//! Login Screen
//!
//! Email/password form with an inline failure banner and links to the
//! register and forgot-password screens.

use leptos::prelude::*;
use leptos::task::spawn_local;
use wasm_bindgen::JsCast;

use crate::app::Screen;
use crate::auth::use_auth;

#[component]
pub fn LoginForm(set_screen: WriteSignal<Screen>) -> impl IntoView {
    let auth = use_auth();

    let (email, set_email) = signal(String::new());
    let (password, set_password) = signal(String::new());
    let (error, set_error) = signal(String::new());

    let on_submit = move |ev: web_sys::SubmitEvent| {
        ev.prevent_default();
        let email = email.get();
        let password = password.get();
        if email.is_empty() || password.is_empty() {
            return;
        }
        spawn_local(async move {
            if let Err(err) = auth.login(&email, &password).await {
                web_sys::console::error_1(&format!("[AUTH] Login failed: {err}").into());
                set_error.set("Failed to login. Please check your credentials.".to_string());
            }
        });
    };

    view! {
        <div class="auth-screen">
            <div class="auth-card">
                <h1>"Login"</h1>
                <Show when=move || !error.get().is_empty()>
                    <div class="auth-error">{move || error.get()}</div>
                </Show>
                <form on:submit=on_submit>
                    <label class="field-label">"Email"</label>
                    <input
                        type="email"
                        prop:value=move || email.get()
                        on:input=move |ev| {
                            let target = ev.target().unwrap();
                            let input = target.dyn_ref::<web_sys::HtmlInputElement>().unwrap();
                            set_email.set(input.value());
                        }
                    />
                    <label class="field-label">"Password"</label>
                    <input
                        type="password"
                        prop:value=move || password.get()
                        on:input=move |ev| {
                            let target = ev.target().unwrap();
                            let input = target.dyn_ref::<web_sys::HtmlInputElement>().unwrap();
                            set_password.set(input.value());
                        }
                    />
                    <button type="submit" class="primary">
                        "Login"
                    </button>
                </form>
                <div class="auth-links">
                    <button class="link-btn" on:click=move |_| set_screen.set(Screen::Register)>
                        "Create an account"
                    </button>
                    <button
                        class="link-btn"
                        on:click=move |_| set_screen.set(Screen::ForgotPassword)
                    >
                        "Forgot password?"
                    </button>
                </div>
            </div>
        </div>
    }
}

----

From the preceding material, extract every line exactly.

* [SOLUTION FOR THIS EXERCISE]
//! Login Screen
//!
//! Email/password form with an inline failure banner and links to the
//! register and forgot-password screens.

use leptos::prelude::*;
use leptos::task::spawn_local;
use wasm_bindgen::JsCast;

use crate::app::Screen;
use crate::auth::use_auth;

#[component]
pub fn LoginForm(set_screen: WriteSignal<Screen>) -> impl IntoView {
    let auth = use_auth();

    let (email, set_email) = signal(String::new());
    let (password, set_password) = signal(String::new());
    let (error, set_error) = signal(String::new());

    let on_submit = move |ev: web_sys::SubmitEvent| {
        ev.prevent_default();
        let email = email.get();
        let password = password.get();
        if email.is_empty() || password.is_empty() {
            return;
        }
        spawn_local(async move {
            if let Err(err) = auth.login(&email, &password).await {
                web_sys::console::error_1(&format!("[AUTH] Login failed: {err}").into());
                set_error.set("Failed to login. Please check your credentials.".to_string());
            }
        });
    };

    view! {
        <div class="auth-screen">
            <div class="auth-card">
                <h1>"Login"</h1>
                <Show when=move || !error.get().is_empty()>
                    <div class="auth-error">{move || error.get()}</div>
                </Show>
                <form on:submit=on_submit>
                    <label class="field-label">"Email"</label>
                    <input
                        type="email"
                        prop:value=move || email.get()
                        on:input=move |ev| {
                            let target = ev.target().unwrap();
                            let input = target.dyn_ref::<web_sys::HtmlInputElement>().unwrap();
                            set_email.set(input.value());
                        }
                    />
                    <label class="field-label">"Password"</label>
                    <input
                        type="password"
                        prop:value=move || password.get()
                        on:input=move |ev| {
                            let target = ev.target().unwrap();
                            let input = target.dyn_ref::<web_sys::HtmlInputElement>().unwrap();
                            set_password.set(input.value());
                        }
                    />
                    <button type="submit" class="primary">
                        "Login"
                    </button>
                </form>
                <div class="auth-links">
                    <button class="link-btn" on:click=move |_| set_screen.set(Screen::Register)>
                        "Create an account"
                    </button>
                    <button
                        class="link-btn"
                        on:click=move |_| set_screen.set(Screen::ForgotPassword)
                    >
                        "Forgot password?"
                    </button>
                </div>
            </div>
        </div>
    }
}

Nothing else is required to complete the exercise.